The mechanisms of different antibiotics determined which microbes were susceptible to it. For example, ampicillin irreversibly inhibits the enzyme transpeptidase, whose role is critical to the synthesis of bacterial cell walls. Transpeptidase inhibition interferes with the final step in bacterial cell wall synthesis during binary fission. Consequently, cell lysis occurs, leading to cell death. Chloramphenicol slows down bacterial growth by preventing protein synthesis, particularly the elongation of the protein chain, by blocking the peptidyl transferase action of the bacterial ribosome. Kanamycin and gentamicin are aminoglycosides whose mode of action entails binding the bacterial 30S ribosomal subunit and thwarting the actions of t-RNA. Consequently, protein synthesis is inhibited. Aminoglycosides are useless against anaerobic bacteria, which explains why the two antibiotics were effective against all three microbes.
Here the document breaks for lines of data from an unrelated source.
//! Terrain conversion: heightmaps from relief meshes, grid meshes or landscape components from
//! heightmaps, and draping road meshes onto the terrain.
//!
//! Rasterizing the heightmap itself is left to a [`TerrainBuilder`]. Heightmaps sample the `x`/`y`
//! plane of the exported model and store heights along `z`.

use cgmath::{Vector2, Vector3};

use crate::{
    city_model::InstancedCityModel,
    context::Context,
    data_structures::{
        city_object::Package,
        granularity::ConvertGranularity,
        model::{Mesh, Model, Node, SubMesh},
        scene_graph::{ComponentId, ComponentKind},
    },
    flow::{MainThread, Phase, Progress},
    pipelines::{ModelReconstruct, Strategy, reconstruct},
    resources::{LoadOptions, MeshLoader, export::export_model},
};

#[derive(Clone, Debug)]
pub struct LandscapeParam {
    /// Heightmap resolution.
    pub texture_width: u32,
    pub texture_height: u32,
    /// Replace the relief targets by a grid mesh or landscape.
    pub convert_terrain: bool,
    /// Create a landscape component instead of a grid mesh.
    pub convert_to_landscape: bool,
    /// Drape Road package meshes onto the generated heightmaps.
    pub align_land: bool,
    /// Added to the sampled height of draped vertices.
    pub align_offset: f64,
    /// Destroy replaced components instead of hiding them.
    pub destroy_original: bool,
}

impl Default for LandscapeParam {
    fn default() -> Self {
        Self {
            texture_width: 513,
            texture_height: 513,
            convert_terrain: true,
            convert_to_landscape: false,
            align_land: true,
            align_offset: 0.0,
            destroy_original: true,
        }
    }
}

/// Heightmap produced from one relief node.
#[derive(Clone, Debug, PartialEq)]
pub struct HeightmapCreationResult {
    pub node_name: String,
    pub width: u32,
    pub height: u32,
    /// Row-major samples, row 0 at `min.y`. `0` maps to `min.z`, `u16::MAX` to `max.z`.
    pub data: Vec<u16>,
    pub min: Vector3<f64>,
    pub max: Vector3<f64>,
    pub min_uv: Vector2<f32>,
    pub max_uv: Vector2<f32>,
    pub texture_path: Option<String>,
}

impl Default for HeightmapCreationResult {
    fn default() -> Self {
        Self {
            node_name: String::new(),
            width: 0,
            height: 0,
            data: Vec::new(),
            min: Vector3::new(0.0, 0.0, 0.0),
            max: Vector3::new(0.0, 0.0, 0.0),
            min_uv: Vector2::new(0.0, 0.0),
            max_uv: Vector2::new(0.0, 0.0),
            texture_path: None,
        }
    }
}

impl HeightmapCreationResult {
    fn sample(&self, x: u32, y: u32) -> f64 {
        let raw = self
            .data
            .get(y as usize * self.width as usize + x as usize)
            .copied()
            .unwrap_or(0);
        self.min.z + (self.max.z - self.min.z) * raw as f64 / u16::MAX as f64
    }

    fn is_usable(&self) -> bool {
        self.width >= 2
            && self.height >= 2
            && self.data.len() >= self.width as usize * self.height as usize
            && self.max.x > self.min.x
            && self.max.y > self.min.y
    }

    /// Bilinearly interpolated height at `(x, y)`, `None` outside the covered area.
    pub fn height_at(&self, x: f64, y: f64) -> Option<f64> {
        if !self.is_usable()
            || x < self.min.x
            || x > self.max.x
            || y < self.min.y
            || y > self.max.y
        {
            return None;
        }
        let fx = (x - self.min.x) / (self.max.x - self.min.x) * (self.width - 1) as f64;
        let fy = (y - self.min.y) / (self.max.y - self.min.y) * (self.height - 1) as f64;
        let x0 = (fx.floor() as u32).min(self.width - 2);
        let y0 = (fy.floor() as u32).min(self.height - 2);
        let (tx, ty) = (fx - x0 as f64, fy - y0 as f64);

        let bottom = self.sample(x0, y0) * (1.0 - tx) + self.sample(x0 + 1, y0) * tx;
        let top = self.sample(x0, y0 + 1) * (1.0 - tx) + self.sample(x0 + 1, y0 + 1) * tx;
        Some(bottom * (1.0 - ty) + top * ty)
    }

    /// Regular grid mesh over the heightmap, two triangles per cell, textured with `texture_path`.
    pub fn to_mesh(&self) -> Mesh {
        let mut mesh = Mesh::default();
        if !self.is_usable() {
            return mesh;
        }
        let (w, h) = (self.width, self.height);
        for y in 0..h {
            for x in 0..w {
                let tx = x as f64 / (w - 1) as f64;
                let ty = y as f64 / (h - 1) as f64;
                mesh.vertices.push(Vector3::new(
                    self.min.x + (self.max.x - self.min.x) * tx,
                    self.min.y + (self.max.y - self.min.y) * ty,
                    self.sample(x, y),
                ));
                mesh.uv1.push(Vector2::new(
                    self.min_uv.x + (self.max_uv.x - self.min_uv.x) * tx as f32,
                    self.min_uv.y + (self.max_uv.y - self.min_uv.y) * ty as f32,
                ));
            }
        }
        for y in 0..h - 1 {
            for x in 0..w - 1 {
                let i = y * w + x;
                mesh.indices
                    .extend_from_slice(&[i, i + 1, i + w + 1, i, i + w + 1, i + w]);
            }
        }
        mesh.sub_meshes.push(SubMesh::new(
            0,
            mesh.indices.len(),
            self.texture_path.clone(),
        ));
        mesh
    }
}

/// Rasterizes the relief meshes of an exported model into heightmaps.
pub trait TerrainBuilder: Send + Sync {
    fn create_height_map(
        &self,
        model: &Model,
        param: &LandscapeParam,
    ) -> anyhow::Result<Vec<HeightmapCreationResult>>;
}

#[derive(Clone, Copy, Debug, PartialEq, Eq)]
pub enum LandscapeCreationResult {
    Success,
    Fail,
}

#[derive(Clone, Debug)]
pub struct LandscapeOutcome {
    pub result: LandscapeCreationResult,
    /// Grid mesh, landscape and re-aligned road components.
    pub components: Vec<ComponentId>,
}

/// Moves every vertex that lies over a heightmap onto it.
pub fn drape(model: &mut Model, heightmaps: &[HeightmapCreationResult], offset: f64) {
    fn drape_node(node: &mut Node, heightmaps: &[HeightmapCreationResult], offset: f64) {
        if let Some(mesh) = &mut node.mesh {
            for vertex in &mut mesh.vertices {
                if let Some(z) = heightmaps.iter().find_map(|h| h.height_at(vertex.x, vertex.y)) {
                    vertex.z = z + offset;
                }
            }
        }
        for child in &mut node.children {
            drape_node(child, heightmaps, offset);
        }
    }
    for root in &mut model.root_nodes {
        drape_node(root, heightmaps, offset);
    }
}

/**
 * Re-creates the visible Road package components draped onto `heightmaps`, one pass per
 * granularity present, replacing the originals.
 */
fn align_land(
    main: &MainThread<InstancedCityModel>,
    ctx: &Context,
    heightmaps: &[HeightmapCreationResult],
    param: &LandscapeParam,
    progress: &Progress,
) -> anyhow::Result<Vec<ComponentId>> {
    let targets = main.run(|city| {
        let roads = city.get_components_by_package(Package::ROAD);
        ModelReconstruct::get_domain_objects_from_components(city, &roads)
    })?;
    log::info!("aligning {} road components", targets.len());

    let mut created = Vec::new();
    for granularity in ConvertGranularity::ALL {
        let subset = ModelReconstruct::filter_by_granularity(&targets, granularity);
        if subset.is_empty() {
            continue;
        }
        let reconstruct = ModelReconstruct::new(Strategy::Reconstruct, granularity);
        created.extend(reconstruct::reconstruct_task(
            main,
            ctx,
            &reconstruct,
            subset,
            param.destroy_original,
            progress,
            |model| drape(model, heightmaps, param.align_offset),
        )?);
    }
    Ok(created)
}

/// Worker body of `create_landscape`. The completion event is sent by the caller.
pub fn create_landscape_task(
    main: &MainThread<InstancedCityModel>,
    ctx: &Context,
    targets: Vec<ComponentId>,
    param: &LandscapeParam,
    progress: &Progress,
) -> anyhow::Result<LandscapeOutcome> {
    progress.enter(Phase::Selecting);
    let snapshots = main
        .run(move |city| ModelReconstruct::get_domain_objects_from_components(city, &targets))?;
    let exported = export_model(&snapshots, false);

    progress.enter(Phase::Converting);
    let terrain = ctx
        .terrain
        .as_ref()
        .ok_or_else(|| anyhow::anyhow!("no terrain builder configured"))?;
    let heightmaps = terrain.create_height_map(&exported.model, param)?;
    log::info!("{} heightmaps created", heightmaps.len());

    let mut components = Vec::new();
    if param.align_land && !heightmaps.is_empty() {
        components.extend(align_land(main, ctx, &heightmaps, param, progress)?);
    }

    progress.enter(Phase::Rebuilding);
    let result = if heightmaps.is_empty() {
        LandscapeCreationResult::Fail
    } else {
        LandscapeCreationResult::Success
    };
    // Without heightmaps there is nothing to replace the relief with.
    if param.convert_terrain && !heightmaps.is_empty() {
        let root = main.run(|city| city.scene.root())?;
        for heightmap in heightmaps {
            if progress.is_canceled() {
                break;
            }
            if param.convert_to_landscape {
                let mobility = ctx.settings.mobility;
                let component = main.run(move |city| {
                    let name = heightmap.node_name.clone();
                    city.scene.create_component(
                        ComponentKind::Landscape(heightmap),
                        &name,
                        root,
                        mobility,
                    )
                })??;
                components.push(component);
            } else {
                let model = Model::new(vec![Node::with_mesh(
                    heightmap.node_name.clone(),
                    heightmap.to_mesh(),
                )]);
                let options = LoadOptions {
                    include_attr_info: false,
                    mobility: ctx.settings.mobility,
                    ..Default::default()
                };
                components.extend(MeshLoader::new(main, options, None).load_model(
                    root,
                    &model,
                    progress,
                ));
            }
        }

        progress.enter(Phase::Destroying);
        let replaced: Vec<ComponentId> = snapshots.iter().map(|s| s.id).collect();
        let destroy = param.destroy_original;
        main.run(move |city| city.destroy_or_hide_components(&replaced, destroy))?;
    }

    Ok(LandscapeOutcome { result, components })
}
Nalidixic acid hinders DNA synthesis in Gram-negative bacteria, which accounts for its inhibition of E. coli and P. aureginosa (3). Conversely, novobiocin is an aminocoumarin that impedes the action of DNA gyrase in bacteria, thus impairing the transduction of energy. Tetracyclines inhibit protein synthesis and are effective against most aerobic bacteria. Penicillin exerts its bactericidal actions by hampering the cross-linking of peptidoglycan during cell wall synthesis. Therefore, it is effective against both Gram-positive and Gram-negative bacteria. Sulfamethoxazole/trimethoprim obstruct bacterial production of dihydrofolate, thus affecting the synthesis of proteins and nucleic acids (4), which explains its effectiveness against these three bacteria. The data in this experiment are consistent with the literature, and it was concluded that E. coli and P. aureginosa demonstrated similar antibiotic sensitivity patterns.

References

  1. Tortora GJ, Funke BR, Case, CL. 2015. Microbiology: An introduction. San Francisco, CA: Pearson Benjamin Cummings.
  2. Tang SS, Apisarnthanarak A, Hsu LY. 2014. Mechanisms of β-lactam antimicrobial resistance and epidemiology of major community and healthcare-associated multidrug-resistant bacteria. Adv Drug Deliv Rev 78: 3-13. Web.
  3. Aldred KJ, Kerns RJ, Osheroff N. 2014. Mechanism of quinolone action and resistance. Biochemistry 53: 1565-1574. Web.
  4. Livermore DM, Mushtaq S, Warner M, Woodford N. 2014. Comparative in vitro activity of sulfametrole/trimethoprim and sulfamethoxazole/trimethoprim and other agents against multiresistant Gram-negative bacteria. J Antimicrob Chemother 69: 1050-1056. Web.